Although US president Herbert Hoover’s term in office (1929-1933) produced various economic hardship, his administration boasted a remarkable Secretary of State, Henry L. Stimson. The son of a prominent surgeon interested in religion, Stimson attended Yale University, where he joined the secretive Skull and Bones society that secured his career.
The Republican Party politician, who articulated a Doctrine that announced American opposition to Japanese expansion in Asia, was apparently presented with a small batch of Japanese telegrams deciphered by the Black Chamber, a secret government code-breaking outfit. Whether his reaction to these revelations was accurate or not, Stimson was appalled at the invasion of another nation’s private communications, which led to a sharp end to these cryptologists’ funding. Reportedly, he admonished underlings that “Gentlemen do not read each other’s mail,” an idiom that became legendary.
In light of recent revelations that Washington authorised the National Security Agency (NSA), the organisation that replaced the Black Chamber in 1952, to collect intelligence on leaders of established non-Anglo-Saxon US allies — including France, Spain, Mexico and Germany, among others — one wondered whether any gentlemen and gentlewomen were left among the world’s overwhelmed leaders.

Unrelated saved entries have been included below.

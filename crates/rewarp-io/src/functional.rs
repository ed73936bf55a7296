use std::path::Path;

use rewarp_image::{DynImage, Image, ImageDtype, ImageError, ImageSize, PixelDepth};

use crate::error::IoError;

/// Legacy read flag keeping the file layout untouched.
pub const READ_UNCHANGED: i32 = -1;

/// Legacy read flag bit requesting three color channels.
pub const READ_COLOR: i32 = 1;

/// Legacy read flag bit keeping 16-bit and float samples.
pub const READ_ANY_DEPTH: i32 = 2;

/// Legacy read flag bit keeping gray files single channel.
pub const READ_ANY_COLOR: i32 = 4;

/// Channel layout requested when reading an image.
#[derive(Debug, Clone, Copy, PartialEq, Eq, Default)]
pub enum ColorMode {
    /// A single luma channel, converted from color when needed.
    Grayscale,
    /// Three channels in RGB order.
    #[default]
    Color,
    /// One channel for gray files, three for color files.
    AnyColor,
    /// The layout of the file, alpha included. Implies `any_depth`.
    Unchanged,
}

/// Options for [`read_image`].
#[derive(Debug, Clone, Copy, PartialEq, Eq, Default)]
pub struct ReadFlags {
    /// The channel layout of the result.
    pub color: ColorMode,
    /// Keep 16-bit and float samples instead of converting to 8-bit.
    pub any_depth: bool,
}

impl ReadFlags {
    /// Create flags for the given color mode, converting samples to 8-bit.
    pub fn new(color: ColorMode) -> Self {
        Self {
            color,
            any_depth: false,
        }
    }

    /// Set whether the source depth is kept.
    pub fn with_any_depth(mut self, any_depth: bool) -> Self {
        self.any_depth = any_depth;
        self
    }

    /// Decode a legacy integer flag word.
    ///
    /// [`READ_UNCHANGED`] keeps the file layout. Otherwise the word is an OR of
    /// [`READ_COLOR`], [`READ_ANY_DEPTH`] and [`READ_ANY_COLOR`], and zero
    /// requests grayscale.
    pub fn from_bits(bits: i32) -> Result<Self, ImageError> {
        if bits == READ_UNCHANGED {
            return Ok(Self::new(ColorMode::Unchanged).with_any_depth(true));
        }
        if bits < 0 || bits & !(READ_COLOR | READ_ANY_DEPTH | READ_ANY_COLOR) != 0 {
            return Err(ImageError::InvalidFlags(bits));
        }

        let color = if bits & READ_ANY_COLOR != 0 {
            ColorMode::AnyColor
        } else if bits & READ_COLOR != 0 {
            ColorMode::Color
        } else {
            ColorMode::Grayscale
        };
        Ok(Self::new(color).with_any_depth(bits & READ_ANY_DEPTH != 0))
    }
}

fn source_depth(color: image::ColorType) -> PixelDepth {
    use image::ColorType;
    match color {
        ColorType::L16 | ColorType::La16 | ColorType::Rgb16 | ColorType::Rgba16 => PixelDepth::U16,
        ColorType::Rgb32F | ColorType::Rgba32F => PixelDepth::F32,
        _ => PixelDepth::U8,
    }
}

// BT.601 luma, the weights used for gray conversion of color files.
fn rgb_to_gray<T: ImageDtype>(rgb: Image<T, 3>) -> Result<Image<T, 1>, ImageError> {
    let data = rgb
        .as_slice()
        .chunks_exact(3)
        .map(|p| {
            let (r, g, b): (f64, f64, f64) = (p[0].into(), p[1].into(), p[2].into());
            T::from_f64(0.299 * r + 0.587 * g + 0.114 * b)
        })
        .collect();
    Image::new(rgb.size(), data)
}

/// Reads an image from the given file path.
///
/// The format is guessed from the file content and decoded with the `image`
/// crate, so JPEG, PNG and BMP files are accepted.
///
/// # Arguments
///
/// * `file_path` - The path to a valid image file.
/// * `flags` - The channel layout and depth of the result.
///
/// # Returns
///
/// A raster with 1, 3 or 4 channels and 8-bit, 16-bit or float samples.
///
/// # Errors
///
/// * [`IoError::FileDoesNotExist`] for a missing file.
/// * [`IoError::ImageCodecError`] when decoding fails.
/// * [`IoError::UnsupportedImageFormat`] when [`ColorMode::Unchanged`] meets a
///   gray file with alpha.
pub fn read_image(file_path: impl AsRef<Path>, flags: ReadFlags) -> Result<DynImage, IoError> {
    let file_path = file_path.as_ref().to_owned();

    // verify the file exists
    if !file_path.exists() {
        return Err(IoError::FileDoesNotExist(file_path.to_path_buf()));
    }

    let img = image::ImageReader::open(&file_path)?
        .with_guessed_format()?
        .decode()?;

    let color = img.color();
    let size = ImageSize {
        width: img.width() as usize,
        height: img.height() as usize,
    };

    let any_depth = flags.any_depth || flags.color == ColorMode::Unchanged;
    let depth = if any_depth {
        source_depth(color)
    } else {
        PixelDepth::U8
    };

    let channels = match flags.color {
        ColorMode::Grayscale => 1,
        ColorMode::Color => 3,
        ColorMode::AnyColor if color.has_color() => 3,
        ColorMode::AnyColor => 1,
        ColorMode::Unchanged => match (color.has_color(), color.has_alpha()) {
            (false, false) => 1,
            (true, false) => 3,
            (true, true) => 4,
            (false, true) => return Err(IoError::UnsupportedImageFormat(format!("{color:?}"))),
        },
    };

    log::debug!(
        "decoded {} as {color:?}, loading {depth} with {channels} channels",
        file_path.display()
    );

    let gray = !color.has_color();
    let image: DynImage = match (depth, channels) {
        (PixelDepth::U8, 1) if gray => {
            Image::<u8, 1>::new(size, img.into_luma8().into_raw())?.into()
        }
        (PixelDepth::U8, 1) => {
            rgb_to_gray(Image::<u8, 3>::new(size, img.into_rgb8().into_raw())?)?.into()
        }
        (PixelDepth::U8, 3) => Image::<u8, 3>::new(size, img.into_rgb8().into_raw())?.into(),
        (PixelDepth::U8, 4) => Image::<u8, 4>::new(size, img.into_rgba8().into_raw())?.into(),
        (PixelDepth::U16, 1) if gray => {
            Image::<u16, 1>::new(size, img.into_luma16().into_raw())?.into()
        }
        (PixelDepth::U16, 1) => {
            rgb_to_gray(Image::<u16, 3>::new(size, img.into_rgb16().into_raw())?)?.into()
        }
        (PixelDepth::U16, 3) => Image::<u16, 3>::new(size, img.into_rgb16().into_raw())?.into(),
        (PixelDepth::U16, 4) => Image::<u16, 4>::new(size, img.into_rgba16().into_raw())?.into(),
        (PixelDepth::F32, 1) => {
            rgb_to_gray(Image::<f32, 3>::new(size, img.into_rgb32f().into_raw())?)?.into()
        }
        (PixelDepth::F32, 3) => Image::<f32, 3>::new(size, img.into_rgb32f().into_raw())?.into(),
        (PixelDepth::F32, 4) => {
            Image::<f32, 4>::new(size, img.into_rgba32f().into_raw())?.into()
        }
        _ => return Err(IoError::UnsupportedImageFormat(format!("{color:?}"))),
    };

    Ok(image)
}

fn save_buffer<P, const C: usize>(
    file_path: &Path,
    image: &Image<P::Subpixel, C>,
) -> Result<(), IoError>
where
    P: image::PixelWithColorType,
    [P::Subpixel]: image::EncodableLayout,
{
    let [width, height]: [u32; 2] = image.size().into();
    let buffer = image::ImageBuffer::<P, _>::from_raw(width, height, image.as_slice().to_vec())
        .ok_or(ImageError::InvalidChannelShape(
            image.as_slice().len(),
            image.size().area() * C,
        ))?;
    buffer.save(file_path)?;
    Ok(())
}

/// Writes an image to the given file path.
///
/// The encoder is picked from the file extension. Only 8-bit and 16-bit
/// rasters can be written, and each format accepts its own subset of those
/// (JPEG takes neither 16-bit nor alpha).
///
/// # Arguments
///
/// * `file_path` - The destination path with a known image extension.
/// * `image` - The raster to encode.
pub fn write_image(file_path: impl AsRef<Path>, image: &DynImage) -> Result<(), IoError> {
    let file_path = file_path.as_ref();
    log::debug!(
        "writing {} {} raster with {} channels to {}",
        image.size(),
        image.depth(),
        image.num_channels(),
        file_path.display()
    );

    match image {
        DynImage::Mono8(img) => save_buffer::<image::Luma<u8>, 1>(file_path, img),
        DynImage::Rgb8(img) => save_buffer::<image::Rgb<u8>, 3>(file_path, img),
        DynImage::Rgba8(img) => save_buffer::<image::Rgba<u8>, 4>(file_path, img),
        DynImage::Mono16(img) => save_buffer::<image::Luma<u16>, 1>(file_path, img),
        DynImage::Rgb16(img) => save_buffer::<image::Rgb<u16>, 3>(file_path, img),
        DynImage::Rgba16(img) => save_buffer::<image::Rgba<u16>, 4>(file_path, img),
        other => Err(IoError::UnsupportedEncoding(
            other.depth(),
            other.num_channels(),
        )),
    }
}

#[cfg(test)]
mod tests {
    use super::*;
    use rewarp_image::ErrorKind;

    fn rgb_sample() -> Result<Image<u8, 3>, ImageError> {
        let size = ImageSize {
            width: 4,
            height: 3,
        };
        Image::from_fn(size, |x, y, c| (x * 40 + y * 10 + c * 3) as u8)
    }

    #[test]
    fn png_round_trip() -> Result<(), IoError> {
        let tmp_dir = tempfile::tempdir()?;
        let file_path = tmp_dir.path().join("rgb.png");

        let image: DynImage = rgb_sample()?.into();
        write_image(&file_path, &image)?;

        let read = read_image(&file_path, ReadFlags::default())?;
        assert_eq!(read, image);
        Ok(())
    }

    #[test]
    fn bmp_round_trip() -> Result<(), IoError> {
        let tmp_dir = tempfile::tempdir()?;
        let file_path = tmp_dir.path().join("rgb.bmp");

        let image: DynImage = rgb_sample()?.into();
        write_image(&file_path, &image)?;

        let read = read_image(&file_path, ReadFlags::new(ColorMode::Color))?;
        assert_eq!(read, image);
        Ok(())
    }

    #[test]
    fn jpeg_keeps_dimensions() -> Result<(), IoError> {
        let tmp_dir = tempfile::tempdir()?;
        let file_path = tmp_dir.path().join("rgb.jpg");

        let image: DynImage = rgb_sample()?.into();
        write_image(&file_path, &image)?;

        let read = read_image(&file_path, ReadFlags::new(ColorMode::AnyColor))?;
        assert_eq!(read.size(), image.size());
        assert_eq!(read.depth(), PixelDepth::U8);
        assert_eq!(read.num_channels(), 3);
        Ok(())
    }

    #[test]
    fn sixteen_bit_depth_flags() -> Result<(), IoError> {
        let tmp_dir = tempfile::tempdir()?;
        let file_path = tmp_dir.path().join("mono16.png");

        let size = ImageSize {
            width: 3,
            height: 2,
        };
        let image = Image::<u16, 1>::new(size, vec![0, 257, 2570, 25700, 65535, 514])?;
        write_image(&file_path, &image.clone().into())?;

        let deep = read_image(&file_path, ReadFlags::new(ColorMode::Unchanged))?;
        assert_eq!(deep, DynImage::Mono16(image));

        let shallow = read_image(&file_path, ReadFlags::new(ColorMode::Grayscale))?;
        let shallow = shallow
            .downcast_ref::<u8, 1>()
            .ok_or(ImageError::CastError)?;
        assert_eq!(shallow.as_slice(), &[0, 1, 10, 100, 255, 2]);

        let color = read_image(
            &file_path,
            ReadFlags::new(ColorMode::Color).with_any_depth(true),
        )?;
        assert_eq!(color.depth(), PixelDepth::U16);
        assert_eq!(color.num_channels(), 3);
        Ok(())
    }

    #[test]
    fn grayscale_from_color() -> Result<(), IoError> {
        let tmp_dir = tempfile::tempdir()?;
        let file_path = tmp_dir.path().join("rgb.png");

        let size = ImageSize {
            width: 3,
            height: 1,
        };
        let image = Image::<u8, 3>::new(size, vec![255, 0, 0, 0, 255, 0, 0, 0, 255])?;
        write_image(&file_path, &image.into())?;

        let gray = read_image(&file_path, ReadFlags::new(ColorMode::Grayscale))?;
        let gray = gray.downcast_ref::<u8, 1>().ok_or(ImageError::CastError)?;
        assert_eq!(gray.as_slice(), &[76, 150, 29]);

        let any = read_image(&file_path, ReadFlags::new(ColorMode::AnyColor))?;
        assert_eq!(any.num_channels(), 3);
        Ok(())
    }

    #[test]
    fn any_color_keeps_gray() -> Result<(), IoError> {
        let tmp_dir = tempfile::tempdir()?;
        let file_path = tmp_dir.path().join("mono.png");

        let image = Image::<u8, 1>::new([2, 2].into(), vec![1, 2, 3, 4])?;
        write_image(&file_path, &image.clone().into())?;

        let any = read_image(&file_path, ReadFlags::new(ColorMode::AnyColor))?;
        assert_eq!(any, DynImage::Mono8(image));

        let color = read_image(&file_path, ReadFlags::default())?;
        let color = color.downcast_ref::<u8, 3>().ok_or(ImageError::CastError)?;
        assert_eq!(&color.as_slice()[..3], &[1, 1, 1]);
        Ok(())
    }

    #[test]
    fn unchanged_keeps_alpha() -> Result<(), IoError> {
        let tmp_dir = tempfile::tempdir()?;
        let file_path = tmp_dir.path().join("rgba.png");

        let image = Image::<u8, 4>::from_size_val([2, 2].into(), 128)?;
        write_image(&file_path, &image.clone().into())?;

        let read = read_image(&file_path, ReadFlags::new(ColorMode::Unchanged))?;
        assert_eq!(read, DynImage::Rgba8(image));

        let gray_alpha = tmp_dir.path().join("la.png");
        image::GrayAlphaImage::new(2, 2).save(&gray_alpha)?;
        let res = read_image(&gray_alpha, ReadFlags::new(ColorMode::Unchanged));
        assert!(res.is_err_and(|e| e.kind() == ErrorKind::UnsupportedFormat));
        Ok(())
    }

    #[test]
    fn errors() -> Result<(), IoError> {
        let tmp_dir = tempfile::tempdir()?;

        let missing = read_image(tmp_dir.path().join("missing.png"), ReadFlags::default());
        assert!(matches!(missing, Err(IoError::FileDoesNotExist(_))));

        let float = DynImage::zeros([2, 2].into(), PixelDepth::F32, 3)?;
        let res = write_image(tmp_dir.path().join("float.png"), &float);
        assert!(matches!(
            res,
            Err(IoError::UnsupportedEncoding(PixelDepth::F32, 3))
        ));
        Ok(())
    }

    #[test]
    fn legacy_read_flags() -> Result<(), ImageError> {
        assert_eq!(
            ReadFlags::from_bits(READ_UNCHANGED)?,
            ReadFlags::new(ColorMode::Unchanged).with_any_depth(true)
        );
        assert_eq!(
            ReadFlags::from_bits(0)?,
            ReadFlags::new(ColorMode::Grayscale)
        );
        assert_eq!(
            ReadFlags::from_bits(READ_COLOR | READ_ANY_DEPTH)?,
            ReadFlags::new(ColorMode::Color).with_any_depth(true)
        );
        assert_eq!(
            ReadFlags::from_bits(READ_ANY_COLOR)?,
            ReadFlags::new(ColorMode::AnyColor)
        );
        assert_eq!(ReadFlags::from_bits(8), Err(ImageError::InvalidFlags(8)));
        assert_eq!(ReadFlags::from_bits(-3), Err(ImageError::InvalidFlags(-3)));
        Ok(())
    }
}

Still, as the Stimson episode illustrated, and long before Edward Snowden surfaced, the NSA eavesdropped on communications of friends and enemies alike, simply because of the country’s technological prowess. Moreover, and under the rubric “you never know what you’re going to need” peddled by former US vice-president Dick Cheney, the US spied on foreigners and Americans equally because it concluded that it was “vulnerable, as shown on 9/11”.
Lest one boasts naivety, times have changed and many more countries acquired similar skills, including France with its intrusive Echelon system that focused mostly on the Arab World and Russia’s Fapsi (Federal’naya Agenstvo Pravitel’stvennoy Svayazi i Informatsii) that operated with the Directorate of Military Intelligence (GRU). As a rule, one assumed that everybody spied because no two countries shared identical interests. Even members of the “Five Eyes” alliance, Australia, Canada, New Zealand, the United Kingdom and the United States — that allegedly agreed to pool their resources at the end of Second World War and committed themselves to no longer spy on each other — looked at one another with suspicion. One wondered, for example, whether the NSA shared its 1,056 pages of classified information about Princess Diana, whose intercepted phone calls were monitored right until she died in 1997, with the Cheltenham, Gloucestershire-based British GCHQ (Government Communications Headquarters). In the event, Washington maintained that these files could not be released to the public because any disclosure would “cause exceptionally grave damage to the national security of the United States”.
Agreement or no, the logic of government secrecy went beyond what ordinary men and women contemplated, though many acquiesced to excesses because of a belief that their tacit submissions were protected by relatively clear laws that were first introduced in 1978. Earlier, that is from 1919 until Stimson stepped in, Black Chamber officials arranged for Western Union to violate US laws by copying all telegrams coming into and going out of the country. In 1978, and as a direct result of the Senate Church Commission investigation, a special Federal panel of judges was created by the Foreign Intelligence Surveillance Act (Fisa) to review proposed eavesdropping targets inside the country. That was when violations of the law were allegedly addressed, after it was revealed that the NSA spied on antiwar protesters at the height of the Vietnam War, under direct orders from President Richard Nixon. Still, the seven Fisa judges always met in secret sessions, kept no records of their procedures and issued no written decisions. More important, Fisa almost always approved warrants for all surveillance requests, which diminished its impartiality.
Of course, recent surveillance disclosures of foreign leaders — hundreds of phone numbers connected with at least 35 world leaders — raised serious questions in their own right. While the German chancellor Angela Merkel was subdued a few months ago when the Snowden leaks hinted that billions of German calls and emails were monitored, she was taken aback after it was revealed that her own communications were not spared.
There is now a debate as to whether surveillance tools in the digital age carry inherent vulnerabilities especially for what truly matters — economic intelligence — when contrasted with their intrinsic and apparently illegal powers. Indeed, not only were privacy advocates and legal scholars questioning the very premise that total spying is always better, serious officials have began to argue that the payoffs might not be worth the costs.
Stimson de-funded cryptologists in his time only to see a major expansion after Second World War and then the Cold War, when Washington created the largest, and we now know, the most intrusive signals and electronic intelligence agency ever. In the post-9/11 world, a fellow Skull and Bones alumni, George W. Bush, exponentially increased the NSA’s raw capabilities as well, which led to President Barack Obama’s current choices. Although not a Stimson-like statesman, Obama displayed no qualms about additional intrusions, further illustrating his style. That was a shame, since the Constitutional scholar surely knew that immediate exigencies seldom served the long-term interests of the nation. For even the powerful needed allies, if not friends, to remind them of what was truly worth in this life.
Dr Joseph A. Kechichian is an author, most recently of Legal and Political Reforms in Saudi Arabia (Routledge, 2013).